Introduction: Obesity is a major cause of morbidity and mortality resulting in pathologic changes in virtually every organ system. Although the cardiovascular system has been a focus of intense study, the effects of obesity on the lymphatic system remain essentially unknown. The purpose of this study was to identify the pathologic consequences of diet induced obesity (DIO) on the lymphatic system.
Methods: Adult male wild-type or RAG C57B6-6J mice were fed a high fat (60%) or normal chow diet for 8-10 weeks followed by analysis of lymphatic transport capacity. In addition, we assessed migration of dendritic cells (DCs) to local lymph nodes, lymph node architecture, and lymph node cellular make up.
Results: High fat diet resulted in obesity in both wild-type and RAG mice and significantly impaired lymphatic fluid transport and lymph node uptake; interestingly, obese wild-type but not obese RAG mice had significantly impaired migration of DCs to the peripheral lymph nodes. Obesity also resulted in significant changes in the macro and microscopic anatomy of lymph nodes as reflected by a marked decrease in size of inguinal lymph nodes (3.4-fold), decreased number of lymph node lymphatics (1.6-fold), loss of follicular pattern of B cells, and dysregulation of CCL21 expression gradients. Finally, obesity resulted in a significant decrease in the number of lymph node T cells and increased number of B cells and macrophages.

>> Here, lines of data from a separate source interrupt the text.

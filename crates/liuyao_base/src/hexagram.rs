//! The 64 hexagrams arranged in the eight palaces (八宮).
//!
//! Each palace opens with its pure hexagram (the palace trigram doubled),
//! followed by the first to fifth generation hexagrams, the wandering-soul
//! hexagram and the returning-soul hexagram. The stage fixes the self (世)
//! line; the response (應) line sits three positions away.
//!
//! Patterns are written bottom line first, 1 = yang.

use serde::Serialize;
use tracing::trace;

use crate::element::Element;
use crate::error::GuaError;
use crate::pattern::HexagramPattern;
use crate::trigram::{NajiaAssignment, Placement, Trigram, najia_triple};

/// Position of a hexagram within its palace sequence.
#[derive(Debug, Clone, Copy, PartialEq, Eq, Hash, Serialize)]
pub enum PalaceStage {
    /// 八純卦: the palace trigram doubled.
    Pure,
    First,
    Second,
    Third,
    Fourth,
    Fifth,
    /// 遊魂卦.
    WanderingSoul,
    /// 歸魂卦.
    ReturningSoul,
}

/// All 8 stages in palace order.
pub const ALL_PALACE_STAGES: [PalaceStage; 8] = [
    PalaceStage::Pure,
    PalaceStage::First,
    PalaceStage::Second,
    PalaceStage::Third,
    PalaceStage::Fourth,
    PalaceStage::Fifth,
    PalaceStage::WanderingSoul,
    PalaceStage::ReturningSoul,
];

impl PalaceStage {
    /// Position (1-6) of the self line for hexagrams at this stage.
    pub const fn self_line(self) -> u8 {
        match self {
            Self::Pure => 6,
            Self::First => 1,
            Self::Second => 2,
            Self::Third | Self::ReturningSoul => 3,
            Self::Fourth | Self::WanderingSoul => 4,
            Self::Fifth => 5,
        }
    }

    /// Chinese label (八純卦, 一世卦, ...).
    pub const fn glyph(self) -> &'static str {
        match self {
            Self::Pure => "八純卦",
            Self::First => "一世卦",
            Self::Second => "二世卦",
            Self::Third => "三世卦",
            Self::Fourth => "四世卦",
            Self::Fifth => "五世卦",
            Self::WanderingSoul => "遊魂卦",
            Self::ReturningSoul => "歸魂卦",
        }
    }
}

/// Response line for a given self line: three positions away within 1..=6.
pub const fn response_line(self_line: u8) -> u8 {
    if self_line > 3 { self_line - 3 } else { self_line + 3 }
}

/// Static entry for one hexagram.
#[derive(Debug, Clone, Copy, PartialEq, Eq, Serialize)]
pub struct HexagramEntry {
    pub pattern: HexagramPattern,
    pub name: &'static str,
    /// Owning palace.
    pub palace: Trigram,
    /// Palace element; frames the kinship relations.
    pub element: Element,
    /// Self (世) line position, 1-6.
    pub self_line: u8,
    pub stage: PalaceStage,
}

impl HexagramEntry {
    /// Response (應) line position, 1-6.
    pub const fn response_line(&self) -> u8 {
        response_line(self.self_line)
    }

    pub const fn is_home(&self) -> bool {
        matches!(self.stage, PalaceStage::Pure)
    }

    /// Palace, element and stage, e.g. "震宮木 五世卦".
    pub fn family_label(&self) -> String {
        format!(
            "{}宮{} {}",
            self.palace.glyph(),
            self.element.glyph(),
            self.stage.glyph()
        )
    }
}

const fn hx(digits: &str, name: &'static str, palace: Trigram, stage: PalaceStage) -> HexagramEntry {
    HexagramEntry {
        pattern: HexagramPattern::from_digits(digits),
        name,
        palace,
        element: palace.element(),
        self_line: stage.self_line(),
        stage,
    }
}

use self::PalaceStage::{
    Fifth, First, Fourth, Pure, ReturningSoul as Returning, Second, Third,
    WanderingSoul as Wandering,
};
use crate::trigram::Trigram::{Dui, Gen, Kan, Kun, Li, Qian, Xun, Zhen};

/// All 64 hexagrams in palace order (8 palaces × 8 stages).
pub const HEXAGRAM_TABLE: &[HexagramEntry; 64] = &[
    // 乾宮 (metal)
    hx("111111", "乾為天", Qian, Pure),
    hx("011111", "天風姤", Qian, First),
    hx("001111", "天山遯", Qian, Second),
    hx("000111", "天地否", Qian, Third),
    hx("000011", "風地觀", Qian, Fourth),
    hx("000001", "山地剝", Qian, Fifth),
    hx("000101", "火地晉", Qian, Wandering),
    hx("111101", "火天大有", Qian, Returning),
    // 兌宮 (metal)
    hx("110110", "兌為澤", Dui, Pure),
    hx("010110", "澤水困", Dui, First),
    hx("000110", "澤地萃", Dui, Second),
    hx("001110", "澤山咸", Dui, Third),
    hx("001010", "水山蹇", Dui, Fourth),
    hx("001000", "地山謙", Dui, Fifth),
    hx("001100", "雷山小過", Dui, Wandering),
    hx("110100", "雷澤歸妹", Dui, Returning),
    // 離宮 (fire)
    hx("101101", "離為火", Li, Pure),
    hx("001101", "火山旅", Li, First),
    hx("011101", "火風鼎", Li, Second),
    hx("010101", "火水未濟", Li, Third),
    hx("010001", "山水蒙", Li, Fourth),
    hx("010011", "風水渙", Li, Fifth),
    hx("010111", "天水訟", Li, Wandering),
    hx("101111", "天火同人", Li, Returning),
    // 震宮 (wood)
    hx("100100", "震為雷", Zhen, Pure),
    hx("000100", "雷地豫", Zhen, First),
    hx("010100", "雷水解", Zhen, Second),
    hx("011100", "雷風恆", Zhen, Third),
    hx("011000", "地風升", Zhen, Fourth),
    hx("011010", "水風井", Zhen, Fifth),
    hx("011110", "澤風大過", Zhen, Wandering),
    hx("100110", "澤雷隨", Zhen, Returning),
    // 巽宮 (wood)
    hx("011011", "巽為風", Xun, Pure),
    hx("111011", "風天小畜", Xun, First),
    hx("101011", "風火家人", Xun, Second),
    hx("100011", "風雷益", Xun, Third),
    hx("100111", "天雷無妄", Xun, Fourth),
    hx("100101", "火雷噬嗑", Xun, Fifth),
    hx("100001", "山雷頤", Xun, Wandering),
    hx("011001", "山風蠱", Xun, Returning),
    // 坎宮 (water)
    hx("010010", "坎為水", Kan, Pure),
    hx("110010", "水澤節", Kan, First),
    hx("100010", "水雷屯", Kan, Second),
    hx("101010", "水火既濟", Kan, Third),
    hx("101110", "澤火革", Kan, Fourth),
    hx("101100", "雷火豐", Kan, Fifth),
    hx("101000", "地火明夷", Kan, Wandering),
    hx("010000", "地水師", Kan, Returning),
    // 艮宮 (earth)
    hx("001001", "艮為山", Gen, Pure),
    hx("101001", "山火賁", Gen, First),
    hx("111001", "山天大畜", Gen, Second),
    hx("110001", "山澤損", Gen, Third),
    hx("110101", "火澤睽", Gen, Fourth),
    hx("110111", "天澤履", Gen, Fifth),
    hx("110011", "風澤中孚", Gen, Wandering),
    hx("001011", "風山漸", Gen, Returning),
    // 坤宮 (earth)
    hx("000000", "坤為地", Kun, Pure),
    hx("100000", "地雷復", Kun, First),
    hx("110000", "地澤臨", Kun, Second),
    hx("111000", "地天泰", Kun, Third),
    hx("111100", "雷天大壯", Kun, Fourth),
    hx("111110", "澤天夬", Kun, Fifth),
    hx("111010", "水天需", Kun, Wandering),
    hx("000010", "水地比", Kun, Returning),
];

/// Table slot per 6-bit pattern. Building it fails compilation on a
/// duplicate or a missing pattern.
const INDEX_BY_BITS: [u8; 64] = {
    let mut index = [u8::MAX; 64];
    let mut i = 0;
    while i < HEXAGRAM_TABLE.len() {
        let bits = HEXAGRAM_TABLE[i].pattern.bits() as usize;
        assert!(index[bits] == u8::MAX, "duplicate hexagram pattern");
        index[bits] = i as u8;
        i += 1;
    }
    let mut b = 0;
    while b < 64 {
        assert!(index[b] != u8::MAX, "hexagram table is missing a pattern");
        b += 1;
    }
    index
};

/// Look up the entry for a 6-line pattern.
///
/// The table covers all 64 patterns; a miss is a table defect, not bad input.
pub fn hexagram_entry(pattern: HexagramPattern) -> Result<&'static HexagramEntry, GuaError> {
    let entry = INDEX_BY_BITS
        .get(pattern.bits() as usize)
        .and_then(|&i| HEXAGRAM_TABLE.get(i as usize))
        .filter(|e| e.pattern == pattern)
        .ok_or(GuaError::InternalInvariant("hexagram table is missing a pattern"))?;
    trace!(%pattern, name = entry.name, "hexagram lookup");
    Ok(entry)
}

/// Pattern of a palace's home (pure) hexagram: its trigram doubled.
pub const fn home_pattern(palace: Trigram) -> HexagramPattern {
    HexagramPattern::from_trigrams(palace.pattern(), palace.pattern())
}

/// Entry of a palace's home (pure) hexagram.
pub fn home_hexagram(palace: Trigram) -> Result<&'static HexagramEntry, GuaError> {
    hexagram_entry(home_pattern(palace))
}

/// All 8 entries of one palace, in stage order.
pub fn palace_hexagrams(palace: Trigram) -> &'static [HexagramEntry] {
    let start = palace.index() as usize * 8;
    &HEXAGRAM_TABLE[start..start + 8]
}

/// Najia for all six lines: inner triple of the lower trigram, then outer
/// triple of the upper trigram.
pub fn hexagram_najia(pattern: HexagramPattern) -> Result<[NajiaAssignment; 6], GuaError> {
    let lower = najia_triple(pattern.lower(), Placement::Inner)?;
    let upper = najia_triple(pattern.upper(), Placement::Outer)?;
    Ok([lower[0], lower[1], lower[2], upper[0], upper[1], upper[2]])
}

#[cfg(test)]
mod tests {
    use super::*;
    use crate::trigram::ALL_TRIGRAMS;

    #[test]
    fn all_64_patterns_resolve() {
        for bits in 0..64u8 {
            let p = HexagramPattern::from_bits(bits);
            let entry = hexagram_entry(p).unwrap();
            assert_eq!(entry.pattern, p);
        }
    }

    #[test]
    fn names_unique() {
        let mut names: Vec<&str> = HEXAGRAM_TABLE.iter().map(|e| e.name).collect();
        names.sort_unstable();
        names.dedup();
        assert_eq!(names.len(), 64);
    }

    #[test]
    fn palace_blocks_in_order() {
        for palace in ALL_TRIGRAMS {
            let block = palace_hexagrams(palace);
            assert_eq!(block.len(), 8);
            for (entry, stage) in block.iter().zip(ALL_PALACE_STAGES) {
                assert_eq!(entry.palace, palace);
                assert_eq!(entry.stage, stage);
                assert_eq!(entry.element, palace.element());
            }
        }
    }

    #[test]
    fn home_hexagram_is_doubled_trigram() {
        for palace in ALL_TRIGRAMS {
            let home = home_hexagram(palace).unwrap();
            assert!(home.is_home());
            assert_eq!(home.palace, palace);
            assert_eq!(home.pattern.lower(), palace.pattern());
            assert_eq!(home.pattern.upper(), palace.pattern());
            assert_eq!(home.self_line, 6);
        }
    }

    #[test]
    fn generations_flip_from_the_bottom() {
        // Stages 1-5 flip lines 1..=n of the home hexagram; wandering soul
        // restores line 4 of the fifth; returning soul restores the lower trigram.
        for palace in ALL_TRIGRAMS {
            let block = palace_hexagrams(palace);
            let home = block[0].pattern.bits();
            for n in 1..=5u8 {
                let mask = (1u8 << n) - 1;
                assert_eq!(block[n as usize].pattern.bits(), home ^ mask, "{palace:?} stage {n}");
            }
            let wandering = block[5].pattern.bits() ^ 0b00_1000;
            assert_eq!(block[6].pattern.bits(), wandering);
            let returning = (wandering & 0b11_1000) | (home & 0b00_0111);
            assert_eq!(block[7].pattern.bits(), returning);
        }
    }

    #[test]
    fn response_is_three_away() {
        for entry in HEXAGRAM_TABLE.iter() {
            let r = entry.response_line();
            assert!((1..=6).contains(&r));
            assert_eq!(r.abs_diff(entry.self_line), 3);
        }
    }

    #[test]
    fn well_hexagram_literal() {
        let entry = hexagram_entry(HexagramPattern::from_digits("011010")).unwrap();
        assert_eq!(entry.name, "水風井");
        assert_eq!(entry.palace, Trigram::Zhen);
        assert_eq!(entry.element, Element::Wood);
        assert_eq!(entry.self_line, 5);
        assert_eq!(entry.response_line(), 2);
        assert_eq!(entry.family_label(), "震宮木 五世卦");
    }

    #[test]
    fn najia_of_well() {
        let najia = hexagram_najia(HexagramPattern::from_digits("011010")).unwrap();
        let text: Vec<String> = najia.iter().map(|a| a.stem_branch()).collect();
        assert_eq!(text, ["辛丑", "辛亥", "辛酉", "戊申", "戊戌", "戊子"]);
    }
}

Conclusions: Obesity has significant negative effects on lymphatic transport, DC cell migration, and lymph node architecture. Loss of T and B cell inflammatory reactions does not protect from impaired lymphatic fluid transport but preserves DC migration capacity. Future studies are needed to determine how the interplay between diet, obesity, and the lymphatic system modulate systemic complications of obesity.